After nearly three years of waiting, Mongolian artisanal and small-scale miners can take a deep breath of relief — new ASM regulations have been approved by the Government of Mongolia.
It was a long road taken by the ASM sector and its stakeholders since September 2019, when the Government suspended key clauses of the ASM regulations until it was revised. The suspension led to a freeze on issuing new ASM land permits, and discontinuation of existing mining contracts.
The planetGOLD Mongolia project was included in a taskforce led by the Ministry of Mining and Heavy Industry for revising and developing new ASM regulations. The working group included many other important stakeholders from the Ministry of Environment and Tourism (MET), Mineral Resources and Petroleum Agency of Mongolia, General Agency for Specialized Inspection, ASM National Federation and Ecological Policy Unit.
As physical and large meetings were prohibited due to the COVID-19 pandemic, the development of the regulations took place virtually. Zoom meetings were held to discuss issues and proposals made by the members.
As a member, planetGOLD Mongolia introduced conclusions and recommendations from its reports on the "Legal Framework Analysis of the Artisanal and Small-scale Gold Mining Sector in Mongolia” and the “Artisanal and Small-Scale Gold Trade in Mongolia – A Review of Current Policies and Practices”. The child project of the Global Environment Facility-funded planetGOLD programme, planetGOLD Mongolia is executed by the Artisanal Gold Council in partnership with the MET. Thus, the project teamed up with the MET, to provide consolidated recommendations and comments. The main recommendations included in the new ASM regulation are:
- Expedite the decision-making process of land approval applications by transferring the provincial Civil Representatives Khural (CRKh) approval to a lower level, which improves the decision making process.

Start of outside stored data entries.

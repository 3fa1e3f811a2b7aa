//! # ragchat CLI
//!
//! Upload PDFs, build a vector index over their sentences, and ask
//! questions answered with page-level citations.
//!
//! ## Usage
//!
//! ```bash
//! ragchat --config ./config/ragchat.toml <command>
//! ```
//!
//! ## Commands
//!
//! | Command | Description |
//! |---------|-------------|
//! | `ragchat upload <files>...` | Copy PDFs into the docs directory and extract chunks |
//! | `ragchat extract` | Re-extract the docs directory into the chunk artifact |
//! | `ragchat chunks` | Preview chunks from the artifact |
//! | `ragchat build` | Extract the docs directory and build the index |
//! | `ragchat ask "<question>"` | One-shot question with citations |
//! | `ragchat chat` | Interactive session, newest turn first |
//! | `ragchat status` | Show what each pipeline stage has produced |

use std::path::PathBuf;

use clap::{Parser, Subcommand};
use tracing_subscriber::EnvFilter;

use ragchat::progress::ProgressMode;
use ragchat::{artifact, build_cmd, chat_cmd, config, embedding, llm, status, upload};

/// ragchat: retrieval-augmented chat over your PDFs, with citations.
///
/// All commands accept a `--config` flag pointing to a TOML configuration
/// file. When the file does not exist, built-in defaults are used.
#[derive(Parser)]
#[command(
    name = "ragchat",
    about = "Retrieval-augmented chat over uploaded PDF documents, with citations",
    version
)]
struct Cli {
    /// Path to configuration file (TOML).
    #[arg(long, global = true, default_value = "./config/ragchat.toml")]
    config: PathBuf,

    /// Log pipeline activity to stderr. `RUST_LOG` takes precedence.
    #[arg(long, short, global = true)]
    verbose: bool,

    #[command(subcommand)]
    command: Commands,
}

#[derive(Subcommand)]
enum Commands {
    /// Copy PDF files into the docs directory, then re-extract it.
    ///
    /// Overwrites the chunk artifact. The index is not rebuilt; run
    /// `ragchat build` afterwards.
    Upload {
        /// PDF files to upload.
        #[arg(required = true)]
        files: Vec<PathBuf>,
    },

    /// Re-extract every PDF in the docs directory into the chunk artifact.
    Extract,

    /// Print chunks from the artifact.
    Chunks {
        /// Only chunks from this file name.
        #[arg(long)]
        file: Option<String>,

        /// Only chunks from this page (1-based).
        #[arg(long)]
        page: Option<u32>,

        /// Maximum number of chunks to print.
        #[arg(long, default_value = "1")]
        limit: usize,
    },

    /// Extract the docs directory and build the vector index.
    ///
    /// Merges with an existing index: chunks at the same address are
    /// replaced, unchanged text is not re-embedded.
    Build {
        /// Progress output on stderr: `human`, `json` or `off`.
        /// Defaults to `human` on a terminal, otherwise `off`.
        #[arg(long, value_parser = parse_progress)]
        progress: Option<ProgressMode>,
    },

    /// Ask one question and print the answer with its citations.
    Ask {
        /// The question.
        question: String,
    },

    /// Start an interactive chat session on stdin.
    Chat,

    /// Show documents, artifact and index state.
    Status,
}

fn parse_progress(s: &str) -> Result<ProgressMode, String> {
    ProgressMode::parse(s)
        .ok_or_else(|| format!("invalid progress mode '{}': use human, json or off", s))
}

fn init_tracing(verbose: bool) {
    let default = if verbose { "ragchat=info" } else { "warn" };
    tracing_subscriber::fmt()
        .with_env_filter(
            EnvFilter::try_from_default_env().unwrap_or_else(|_| EnvFilter::new(default)),
        )
        .with_writer(std::io::stderr)
        .with_target(false)
        .init();
}

#[tokio::main]
async fn main() -> anyhow::Result<()> {
    let cli = Cli::parse();
    init_tracing(cli.verbose);

    let cfg = config::load_config(&cli.config)?;

    match cli.command {
        Commands::Upload { files } => {
            upload::run_upload(&cfg, &files)?;
        }
        Commands::Extract => {
            upload::run_extract(&cfg)?;
        }
        Commands::Chunks { file, page, limit } => {
            artifact::run_chunks(&cfg, file.as_deref(), page, Some(limit))?;
        }
        Commands::Build { progress } => {
            let embedder = embedding::create_provider(&cfg.embedding)?;
            let mode = progress.unwrap_or_else(ProgressMode::default_for_tty);
            build_cmd::run_build(&cfg, embedder.as_ref(), mode).await?;
        }
        Commands::Ask { question } => {
            chat_cmd::ensure_index(&cfg)?;
            let embedder = embedding::create_provider(&cfg.embedding)?;
            let model = llm::create_model(&cfg.llm)?;
            chat_cmd::run_ask(&cfg, embedder.as_ref(), model.as_ref(), &question).await?;
        }
        Commands::Chat => {
            chat_cmd::ensure_index(&cfg)?;
            let embedder = embedding::create_provider(&cfg.embedding)?;
            let model = llm::create_model(&cfg.llm)?;
            chat_cmd::run_chat(&cfg, embedder.as_ref(), model.as_ref()).await?;
        }
        Commands::Status => {
            status::run_status(&cfg).await?;
        }
    }

    Ok(())
}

- Increase the role of the soum governor on environmental protection and gold supply chain due diligence.
- Increase the environmental responsibilities of artisanal miners
- Define the roles and responsibilities of the Ministry of Environment and Tourism in the Regulation
- Add the roles and responsibilities of the miners in combating money laundering and terrorism financing.
- Require miners to record their gold origin to create a traceable gold supply chain
- Clarify what machinery and equipment is allowed in mining operations
One other main partner in the taskforce is the ASM National Federation (ASM NF). Established in 2013, it is the umbrella organization representing artisanal miners in Mongolia, with over 9,000 members. One key addition in the new regulation is an inclusion of roles and responsibilities of the ASM NF. This means the ASM NF has been formally recognized as the organization to provide capacity building training for artisanal miners and it has a role in monitoring mining contracts. The organization will also provide information on ASM due diligence, rehabilitation, and mining activities to respective government organizations.
These inclusions were fully supported by planetGOLD from the beginning. The project cooperates with the ASM NF in developing and delivering training on environmental management, business management, responsible mining and occupational safety and health in ASGM. Sustainability of these training modules is further strengthened beyond the project.
Approval of the new ASM regulations is the beginning of the long and challenging endeavor to establish formal, professional and responsible ASM in Mongolia. The next step that the key stakeholders will take is to promote the ASM Regulations to all miners and local governments in Mongolia and implement it effectively. The planetGOLD project will support the endeavor in order to make small-scale gold mining safer, cleaner, and more profitable.
About the planetGOLD Mongolia project
The planetGOLD Mongolia project is working towards the formalization and professionalization of artisanal and small-scale gold mining (ASGM) sector in Mongolia, including the elimination of mercury use in gold processing. The team is working with various stakeholders along the gold supply chain – miners, gold traders, local and national governments as well as civil society – to sustainably improve artisanal mining operations as an important economic opportunity for remote communities and to support the revision of regulations governing the sector. In partnership with the national government, the project team is working to create an enabling environment for a formalized artisanal mining sector that enhances community development, improves productivity, and eliminates the use of mercury.